*Data extracts*:
+===+

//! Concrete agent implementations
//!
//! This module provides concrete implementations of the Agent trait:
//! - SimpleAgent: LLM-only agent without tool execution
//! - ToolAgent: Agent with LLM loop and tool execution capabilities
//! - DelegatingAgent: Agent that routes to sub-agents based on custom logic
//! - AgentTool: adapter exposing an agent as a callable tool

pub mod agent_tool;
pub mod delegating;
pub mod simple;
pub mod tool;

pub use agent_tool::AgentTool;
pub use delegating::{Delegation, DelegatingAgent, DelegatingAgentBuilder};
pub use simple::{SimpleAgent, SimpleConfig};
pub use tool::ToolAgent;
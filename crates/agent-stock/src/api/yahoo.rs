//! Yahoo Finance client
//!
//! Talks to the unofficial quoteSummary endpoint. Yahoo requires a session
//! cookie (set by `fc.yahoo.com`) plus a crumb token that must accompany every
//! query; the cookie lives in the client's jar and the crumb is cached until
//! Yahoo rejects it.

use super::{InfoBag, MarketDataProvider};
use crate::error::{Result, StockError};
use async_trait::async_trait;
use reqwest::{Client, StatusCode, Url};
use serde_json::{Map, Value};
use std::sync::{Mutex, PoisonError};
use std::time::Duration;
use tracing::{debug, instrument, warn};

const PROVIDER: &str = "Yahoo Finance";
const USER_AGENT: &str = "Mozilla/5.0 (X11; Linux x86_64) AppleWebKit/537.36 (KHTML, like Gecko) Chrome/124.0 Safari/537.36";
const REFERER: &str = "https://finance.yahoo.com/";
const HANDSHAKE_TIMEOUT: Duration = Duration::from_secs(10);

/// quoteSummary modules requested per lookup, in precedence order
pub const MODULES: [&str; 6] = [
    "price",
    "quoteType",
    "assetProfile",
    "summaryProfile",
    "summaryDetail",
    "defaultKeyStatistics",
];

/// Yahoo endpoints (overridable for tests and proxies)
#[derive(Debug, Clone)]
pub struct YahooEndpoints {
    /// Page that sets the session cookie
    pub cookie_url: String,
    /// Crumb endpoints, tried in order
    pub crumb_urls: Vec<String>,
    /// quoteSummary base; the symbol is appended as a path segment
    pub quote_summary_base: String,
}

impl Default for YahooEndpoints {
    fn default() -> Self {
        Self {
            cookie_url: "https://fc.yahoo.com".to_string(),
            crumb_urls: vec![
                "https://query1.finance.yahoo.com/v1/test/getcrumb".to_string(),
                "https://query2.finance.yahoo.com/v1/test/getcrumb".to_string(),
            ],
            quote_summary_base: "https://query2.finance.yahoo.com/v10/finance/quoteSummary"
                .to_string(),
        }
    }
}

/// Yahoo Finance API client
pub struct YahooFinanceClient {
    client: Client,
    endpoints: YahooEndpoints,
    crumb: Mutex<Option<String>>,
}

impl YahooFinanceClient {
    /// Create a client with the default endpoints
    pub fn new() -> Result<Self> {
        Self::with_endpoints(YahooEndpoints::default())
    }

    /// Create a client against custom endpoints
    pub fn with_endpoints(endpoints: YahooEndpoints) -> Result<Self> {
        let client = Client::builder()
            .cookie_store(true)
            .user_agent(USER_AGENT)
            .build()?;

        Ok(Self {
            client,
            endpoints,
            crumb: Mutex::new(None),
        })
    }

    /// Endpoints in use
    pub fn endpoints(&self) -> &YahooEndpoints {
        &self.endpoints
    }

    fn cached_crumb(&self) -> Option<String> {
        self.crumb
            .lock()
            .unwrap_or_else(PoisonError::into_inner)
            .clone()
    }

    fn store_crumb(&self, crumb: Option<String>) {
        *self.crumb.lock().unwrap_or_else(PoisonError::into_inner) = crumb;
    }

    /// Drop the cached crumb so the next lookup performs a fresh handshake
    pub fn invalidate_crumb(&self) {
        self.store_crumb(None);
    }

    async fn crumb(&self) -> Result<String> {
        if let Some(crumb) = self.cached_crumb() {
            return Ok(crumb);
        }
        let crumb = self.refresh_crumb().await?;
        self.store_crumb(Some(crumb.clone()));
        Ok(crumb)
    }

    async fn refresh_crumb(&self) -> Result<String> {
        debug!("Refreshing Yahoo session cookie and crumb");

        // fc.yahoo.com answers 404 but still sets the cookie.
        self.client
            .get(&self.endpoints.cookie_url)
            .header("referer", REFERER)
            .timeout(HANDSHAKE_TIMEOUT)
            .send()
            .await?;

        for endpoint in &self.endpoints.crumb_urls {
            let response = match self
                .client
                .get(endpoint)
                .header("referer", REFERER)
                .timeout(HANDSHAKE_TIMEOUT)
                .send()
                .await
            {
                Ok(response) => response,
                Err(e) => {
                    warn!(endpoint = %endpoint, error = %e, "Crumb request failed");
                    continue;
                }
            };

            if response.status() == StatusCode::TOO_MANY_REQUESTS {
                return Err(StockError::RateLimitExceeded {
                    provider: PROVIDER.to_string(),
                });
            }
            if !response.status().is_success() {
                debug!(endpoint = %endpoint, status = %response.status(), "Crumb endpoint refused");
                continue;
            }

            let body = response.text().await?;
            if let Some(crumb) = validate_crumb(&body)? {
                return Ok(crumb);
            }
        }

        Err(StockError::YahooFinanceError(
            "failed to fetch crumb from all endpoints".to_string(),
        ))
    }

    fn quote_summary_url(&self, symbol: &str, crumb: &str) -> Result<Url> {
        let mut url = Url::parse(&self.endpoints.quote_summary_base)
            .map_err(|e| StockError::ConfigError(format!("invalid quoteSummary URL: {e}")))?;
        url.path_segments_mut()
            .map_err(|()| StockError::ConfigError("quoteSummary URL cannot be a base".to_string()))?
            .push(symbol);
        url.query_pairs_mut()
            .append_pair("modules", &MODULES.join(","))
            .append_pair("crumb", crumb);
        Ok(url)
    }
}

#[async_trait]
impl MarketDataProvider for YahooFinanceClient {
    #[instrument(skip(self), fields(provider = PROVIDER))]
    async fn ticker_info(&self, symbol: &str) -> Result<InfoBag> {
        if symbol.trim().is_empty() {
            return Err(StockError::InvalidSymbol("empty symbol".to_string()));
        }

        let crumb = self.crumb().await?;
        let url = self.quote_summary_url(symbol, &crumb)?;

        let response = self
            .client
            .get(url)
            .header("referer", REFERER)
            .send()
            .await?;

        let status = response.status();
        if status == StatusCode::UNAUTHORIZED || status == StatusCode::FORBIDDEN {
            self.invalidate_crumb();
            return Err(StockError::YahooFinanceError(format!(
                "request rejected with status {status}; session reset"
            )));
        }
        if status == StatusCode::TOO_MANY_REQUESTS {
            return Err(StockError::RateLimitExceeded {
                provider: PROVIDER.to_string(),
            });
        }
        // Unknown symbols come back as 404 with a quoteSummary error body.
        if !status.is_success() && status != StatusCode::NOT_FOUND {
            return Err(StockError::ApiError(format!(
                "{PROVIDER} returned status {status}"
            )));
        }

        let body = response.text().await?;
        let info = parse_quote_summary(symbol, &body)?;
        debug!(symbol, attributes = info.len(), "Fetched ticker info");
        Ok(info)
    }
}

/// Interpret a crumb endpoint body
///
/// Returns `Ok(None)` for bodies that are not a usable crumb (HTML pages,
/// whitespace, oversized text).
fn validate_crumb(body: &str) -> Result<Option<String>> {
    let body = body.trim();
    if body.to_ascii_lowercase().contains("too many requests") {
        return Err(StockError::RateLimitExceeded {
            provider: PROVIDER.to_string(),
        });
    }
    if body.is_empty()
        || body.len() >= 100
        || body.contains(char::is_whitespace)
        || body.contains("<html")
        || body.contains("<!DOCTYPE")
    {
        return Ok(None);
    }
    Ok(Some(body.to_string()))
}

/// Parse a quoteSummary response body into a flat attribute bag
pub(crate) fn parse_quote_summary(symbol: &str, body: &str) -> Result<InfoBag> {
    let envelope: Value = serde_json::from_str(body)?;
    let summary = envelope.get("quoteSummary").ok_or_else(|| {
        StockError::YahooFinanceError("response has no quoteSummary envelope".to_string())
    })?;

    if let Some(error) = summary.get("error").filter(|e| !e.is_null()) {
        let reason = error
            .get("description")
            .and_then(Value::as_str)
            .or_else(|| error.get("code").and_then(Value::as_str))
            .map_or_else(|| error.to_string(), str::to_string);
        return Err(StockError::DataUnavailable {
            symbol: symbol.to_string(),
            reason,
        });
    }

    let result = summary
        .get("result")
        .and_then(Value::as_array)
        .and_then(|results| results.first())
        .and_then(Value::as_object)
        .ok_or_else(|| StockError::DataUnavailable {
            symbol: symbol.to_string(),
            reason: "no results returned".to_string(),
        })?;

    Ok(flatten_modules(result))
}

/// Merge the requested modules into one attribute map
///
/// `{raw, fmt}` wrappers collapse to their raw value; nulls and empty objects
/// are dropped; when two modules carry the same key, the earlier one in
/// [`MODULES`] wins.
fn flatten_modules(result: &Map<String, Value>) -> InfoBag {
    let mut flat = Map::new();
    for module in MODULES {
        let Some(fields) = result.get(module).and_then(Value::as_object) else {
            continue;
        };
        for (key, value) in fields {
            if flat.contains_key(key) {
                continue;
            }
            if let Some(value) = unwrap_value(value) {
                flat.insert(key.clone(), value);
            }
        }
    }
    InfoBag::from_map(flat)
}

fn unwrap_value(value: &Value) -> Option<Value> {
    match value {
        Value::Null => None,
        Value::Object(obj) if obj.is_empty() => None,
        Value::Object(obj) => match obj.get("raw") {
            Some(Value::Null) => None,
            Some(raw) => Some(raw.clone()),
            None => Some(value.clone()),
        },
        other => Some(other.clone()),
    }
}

+===+

*Try it*: Whenever the string "YahooEndpoints" shows up in a line of the entries, copy that line.

*Result for this exercise*:
pub struct YahooEndpoints {
impl Default for YahooEndpoints {
    endpoints: YahooEndpoints,
        Self::with_endpoints(YahooEndpoints::default())
    pub fn with_endpoints(endpoints: YahooEndpoints) -> Result<Self> {
    pub fn endpoints(&self) -> &YahooEndpoints {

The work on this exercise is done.